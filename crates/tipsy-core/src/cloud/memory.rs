//! In-process backend with failure injection.
//!
//! Backs the core and CLI tests. Every handle cloned from one `MemoryCloud`
//! shares the same state.

use std::collections::{BTreeMap, HashSet};
use std::sync::Arc;

use async_trait::async_trait;
use parking_lot::Mutex;

use crate::models::{ProfileUpdate, RemoteEntry, RemoteUser};
use crate::{Error, Result};

use super::{
    parse_remote_reference, remote_reference, Authorization, Authorizer, CloudServices,
    EntryCollection, IdentityExchange, ObjectStorage, UserRegistry,
};

const MEMORY_BUCKET: &str = "memory";

/// Which calls should fail.
#[derive(Clone, Debug, Default)]
pub struct MemoryFailures {
    pub exchange: bool,
    pub query: bool,
    pub insert: bool,
    pub update: bool,
    /// Uploads whose object key contains any of these fragments fail
    pub uploads_matching: Vec<String>,
    pub all_uploads: bool,
    pub object_deletes: bool,
    /// Document deletes fail for these note ids
    pub deletes_for_notes: HashSet<String>,
    pub user_get: bool,
    pub user_create: bool,
    pub user_update: bool,
    pub last_backup: bool,
}

#[derive(Debug, Default)]
struct State {
    entries: Vec<RemoteEntry>,
    users: BTreeMap<String, RemoteUser>,
    objects: BTreeMap<String, Vec<u8>>,
    failures: MemoryFailures,
    next_doc: u64,
    delete_calls: usize,
}

/// Shared in-memory stand-in for every cloud trait.
#[derive(Clone, Debug)]
pub struct MemoryCloud {
    openid: String,
    state: Arc<Mutex<State>>,
}

impl MemoryCloud {
    /// Backend whose identity exchange always answers `openid`.
    pub fn new(openid: impl Into<String>) -> Self {
        Self {
            openid: openid.into(),
            state: Arc::default(),
        }
    }

    /// Bundle this backend behind the service traits.
    pub fn services(&self, authorizer: Arc<dyn Authorizer>) -> CloudServices {
        CloudServices {
            authorizer,
            exchange: Arc::new(self.clone()),
            entries: Arc::new(self.clone()),
            users: Arc::new(self.clone()),
            objects: Arc::new(self.clone()),
        }
    }

    pub fn set_failures(&self, failures: MemoryFailures) {
        self.state.lock().failures = failures;
    }

    pub fn entries(&self) -> Vec<RemoteEntry> {
        self.state.lock().entries.clone()
    }

    pub fn seed_entry(&self, entry: RemoteEntry) {
        let mut state = self.state.lock();
        let mut entry = entry;
        if entry.doc_id.is_none() {
            state.next_doc += 1;
            entry.doc_id = Some(format!("doc-{}", state.next_doc));
        }
        state.entries.push(entry);
    }

    pub fn user(&self, openid: &str) -> Option<RemoteUser> {
        self.state.lock().users.get(openid).cloned()
    }

    pub fn seed_user(&self, user: RemoteUser) {
        self.state.lock().users.insert(user.openid.clone(), user);
    }

    pub fn has_object(&self, reference: &str) -> bool {
        parse_remote_reference(reference)
            .is_some_and(|(_, key)| self.state.lock().objects.contains_key(key))
    }

    pub fn object_count(&self) -> usize {
        self.state.lock().objects.len()
    }

    /// Number of document deletes attempted, failed ones included.
    pub fn delete_calls(&self) -> usize {
        self.state.lock().delete_calls
    }
}

fn injected(operation: &str) -> Error {
    Error::Remote(format!("injected {operation} failure"))
}

#[async_trait]
impl IdentityExchange for MemoryCloud {
    async fn exchange_for_identity(&self, _authorization: &Authorization) -> Result<String> {
        if self.state.lock().failures.exchange {
            return Err(Error::IdentityExchange("injected exchange failure".to_string()));
        }
        Ok(self.openid.clone())
    }
}

#[async_trait]
impl EntryCollection for MemoryCloud {
    async fn query(&self, owner: &str) -> Result<Vec<RemoteEntry>> {
        let state = self.state.lock();
        if state.failures.query {
            return Err(injected("query"));
        }
        Ok(state
            .entries
            .iter()
            .filter(|entry| entry.owner == owner)
            .cloned()
            .collect())
    }

    async fn find(&self, owner: &str, note_id: &str) -> Result<Option<RemoteEntry>> {
        let state = self.state.lock();
        if state.failures.query {
            return Err(injected("query"));
        }
        Ok(state
            .entries
            .iter()
            .find(|entry| entry.owner == owner && entry.note_id == note_id)
            .cloned())
    }

    async fn insert(&self, entry: &RemoteEntry) -> Result<String> {
        let mut state = self.state.lock();
        if state.failures.insert {
            return Err(injected("insert"));
        }
        state.next_doc += 1;
        let doc_id = format!("doc-{}", state.next_doc);
        let mut entry = entry.clone();
        entry.doc_id = Some(doc_id.clone());
        state.entries.push(entry);
        Ok(doc_id)
    }

    async fn update(&self, doc_id: &str, entry: &RemoteEntry) -> Result<()> {
        let mut state = self.state.lock();
        if state.failures.update {
            return Err(injected("update"));
        }
        let existing = state
            .entries
            .iter_mut()
            .find(|existing| existing.doc_id.as_deref() == Some(doc_id))
            .ok_or_else(|| Error::NotFound(doc_id.to_string()))?;
        let created_at = existing.created_at;
        *existing = entry.clone();
        existing.doc_id = Some(doc_id.to_string());
        existing.created_at = created_at;
        Ok(())
    }

    async fn delete(&self, doc_id: &str) -> Result<()> {
        let mut state = self.state.lock();
        state.delete_calls += 1;
        let Some(index) = state
            .entries
            .iter()
            .position(|entry| entry.doc_id.as_deref() == Some(doc_id))
        else {
            return Ok(());
        };
        if state
            .failures
            .deletes_for_notes
            .contains(&state.entries[index].note_id)
        {
            return Err(injected("delete"));
        }
        state.entries.remove(index);
        Ok(())
    }
}

#[async_trait]
impl UserRegistry for MemoryCloud {
    async fn get(&self, openid: &str) -> Result<Option<RemoteUser>> {
        let state = self.state.lock();
        if state.failures.user_get {
            return Err(injected("user get"));
        }
        Ok(state.users.get(openid).cloned())
    }

    async fn create(&self, user: &RemoteUser) -> Result<()> {
        let mut state = self.state.lock();
        if state.failures.user_create {
            return Err(injected("user create"));
        }
        if state.users.contains_key(&user.openid) {
            return Err(Error::Conflict(format!("user {} already exists", user.openid)));
        }
        state.users.insert(user.openid.clone(), user.clone());
        Ok(())
    }

    async fn update_profile(&self, openid: &str, update: &ProfileUpdate) -> Result<()> {
        let mut state = self.state.lock();
        if state.failures.user_update {
            return Err(injected("user update"));
        }
        let user = state
            .users
            .get_mut(openid)
            .ok_or_else(|| Error::NotFound(openid.to_string()))?;
        if let Some(nickname) = &update.nickname {
            user.nickname.clone_from(nickname);
        }
        if let Some(avatar_url) = &update.avatar_url {
            user.avatar_url.clone_from(avatar_url);
        }
        Ok(())
    }

    async fn set_last_backup(&self, openid: &str, at: Option<i64>) -> Result<()> {
        let mut state = self.state.lock();
        if state.failures.last_backup {
            return Err(injected("last backup"));
        }
        let user = state
            .users
            .get_mut(openid)
            .ok_or_else(|| Error::NotFound(openid.to_string()))?;
        user.last_backup_at = at;
        Ok(())
    }
}

#[async_trait]
impl ObjectStorage for MemoryCloud {
    async fn upload(&self, key: &str, bytes: Vec<u8>, _content_type: &str) -> Result<String> {
        let mut state = self.state.lock();
        let failures = &state.failures;
        if failures.all_uploads
            || failures
                .uploads_matching
                .iter()
                .any(|fragment| key.contains(fragment.as_str()))
        {
            return Err(Error::Upload(format!("injected upload failure for {key}")));
        }
        state.objects.insert(key.to_string(), bytes);
        Ok(remote_reference(MEMORY_BUCKET, key))
    }

    async fn delete(&self, references: &[String]) -> Result<()> {
        let mut state = self.state.lock();
        if state.failures.object_deletes {
            return Err(injected("object delete"));
        }
        for reference in references {
            if let Some((_, key)) = parse_remote_reference(reference) {
                state.objects.remove(key);
            }
        }
        Ok(())
    }
}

+++++

**About this task**
How many lines in the records above contain the word "RemoteEntry"? State that number and nothing more.

**Solution below**
8